Society for Policy Studies in association with India Habitat Centre held a lecture on the “The Miraculous Chinese Story: Lessons for India”
By Mr Pradip Baijal, former officer of the Indian Administrative Service and the author of “Containing the China Onslaught”(2019)
Chair: Cmde C. Uday Bhaskar, Director, Society for Policy Studies.
Programme Details
Date: October 22, 2019
Time: 7:00 PM
Venue: Gulmohar Hall, India Habitat Centre
Summary
‘Many lessons for India in China’s rise’
The much-touted Asian century is undoubtedly led by China and in the country’s phenomenal rise, there are many lessons for India. Pradeep Baijal, former Indian civil servant and author of ‘Containing China Onslaught’ (2019) dwelt on the miraculous Chinese story in the Changing Asia series lecture jointly organized by the Society for Policy Studies and the India Habitat Centre in New Delhi.
Focusing on the economic strengths of China, Baijal pointed out India and China, the most populous countries controlled 50 per cent of world’s GDP for 1800 years. That was also the time when the GDP of the other nations did not record any changes.
“Industrial revolutions, colonial exploitation and better management changed the world thereafter. 1760 brought in the first Industrial Revolution in Britain and the early 19th century brought the second Industrial Revolution in the US. Consequently, the GDP of Britain registered a huge change from 1 per cent to 6 per cent from 1750 to 1900, and American GDP increased from 5 per cent in 1820 to 30 per cent in 1970. And during the same period, without access to better technologies, and due to colonial exploitation, China and India went down to five per cent, a fall of ten times by 1970,” he noted.
He then went on to observe that by 1950s, the effects of the first and the second Industrial Revolutions were waning and both “India and China could decide their own fates.” In 1970, Mao Zedong came up with the plan of ‘hundred-year marathon’ and failed miserably in it. India too ended up with what is referred to derisively as the “Hindu rate of growth”.
“No one expected any changes thereafter, these countries not having any access to new technologies, advanced knowledge or capital, but GDP miracles did happen,” Baijal observed.
Drawing attention to the factors that made China achieve such remarkable growth, he said the Chinese growth story started when Mao took the decision of establishing ties with the United States. He convinced then President Richard Nixon who had a problem with India’s Prime Minister Indira Gandhi to collaborate with China. He had also promised Nixon that China will move towards democracy. But when that began to be done, the country started getting destabilized and in the end Mao once again convinced Nixon to let them continue the (non-democratic) arrangement.
“By the 1970s, the Third Industrial Revolution came with enough indications that Industrial Revolution 4.0 and Industrial Revolution 5.0 were on the horizon and they were all based on communication/IT technologies and for the first time the technology cycles were 20 overlapping years, unlike the earlier 100-year cycles of first and the second Industrial Revolutions,” he pointed out.

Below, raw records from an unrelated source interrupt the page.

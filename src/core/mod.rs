pub mod chart;
pub mod etl;
pub mod pipeline;

pub use crate::domain::model::{RankedCountry, TransformResult, VaccineCount, VaccineRecord};
pub use crate::domain::ports::{ConfigProvider, Pipeline, Storage};
pub use crate::utils::error::Result;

In 1978, Deng Xiaoping had also become the county’s Chief Executive. Though the technology went to both India and China due to globalization and the world becoming inter-connected, certain factors ensured that it was China and not India that would benefit from the third Industrial Revolution. The first and foremost was the US help that China received in terms of expanding its market and as well as in joining the WTO.
“One of the rationales towards this move was that US will be able to enter Chinese market and also to destroy Russia. At this stage, factories closed down in the US and all the factories were shifted to China. China acquired the world market because its prices were low and Russia had already destroyed itself,” he said.

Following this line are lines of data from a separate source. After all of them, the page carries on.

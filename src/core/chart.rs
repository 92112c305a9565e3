use crate::domain::model::RankedCountry;
use crate::utils::error::{PipelineError, Result};
use charts_rs::{svg_to_png, BarChart, Series};

const CHART_WIDTH: f32 = 1024.0;
const CHART_HEIGHT: f32 = 768.0;
const CHART_TITLE: &str = "Top 10 Countries by COVID-19 Vaccines Administered";
// Descriptive caption carried over as-is; the counts are raw doses.
const CHART_CAPTION: &str = "Vaccines Administered in Billions";

/// Renders the ranked countries as a vertical bar chart and encodes it to
/// PNG bytes. An empty input is an explicit error so callers never write an
/// axis-only image.
pub fn render_bar_chart(ranked: &[RankedCountry]) -> Result<Vec<u8>> {
    if ranked.is_empty() {
        return Err(PipelineError::EmptyChartError);
    }

    let countries: Vec<String> = ranked.iter().map(|c| c.country.clone()).collect();
    let counts: Vec<f32> = ranked
        .iter()
        .map(|c| c.vaccines_administered as f32)
        .collect();

    let mut chart = BarChart::new(vec![Series::new(String::new(), counts)], countries);
    chart.width = CHART_WIDTH;
    chart.height = CHART_HEIGHT;
    chart.title_text = CHART_TITLE.to_string();
    chart.sub_title_text = CHART_CAPTION.to_string();

    let svg = chart.svg().map_err(chart_error)?;
    let png = svg_to_png(&svg).map_err(chart_error)?;
    Ok(png)
}

fn chart_error<E: std::fmt::Display>(e: E) -> PipelineError {
    PipelineError::ChartError {
        message: e.to_string(),
    }
}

Another reason that led to the drastic rise of China was an agreement that the country signed with the US in 1978 and Deng implementing it in a manner that benefitted only China. US did not realize the dangers of this implementation pattern. The American corporations did not oppose this as they were having a gala time due to cheap labour and the policy continued. Seven US Presidents supported this till Trump took measures to oppose, but two years after being President in 2016.
Baijal brought to attention an interesting report that Goldman Sachs came out with in 1990 that stated that Brazil, Russia, India and China have parallel growth rate. It was clear that the Chinese growth story had started in 1990. But in the years between 2005 and 2015, China took over the GDP of the US and it took over the world.
By then Deng was gone and Xi Jinping became China’s leader. While Deng was very particular that the world should not know of China’s growth, Xi was different. He wanted the world to know. At this stage Trump came and said that the US must contain China. But he had no idea how to.
He started imposing tariffs on Chinese goods. “When China started the process, they started manufacturing everything. These goods were not meant for China alone but for the world. So, when Trump started opposing the goods, China started the Belt and Road Initiative. Most strangely, India did not protest. Now India finally has a government that is talking of balancing China,” he said.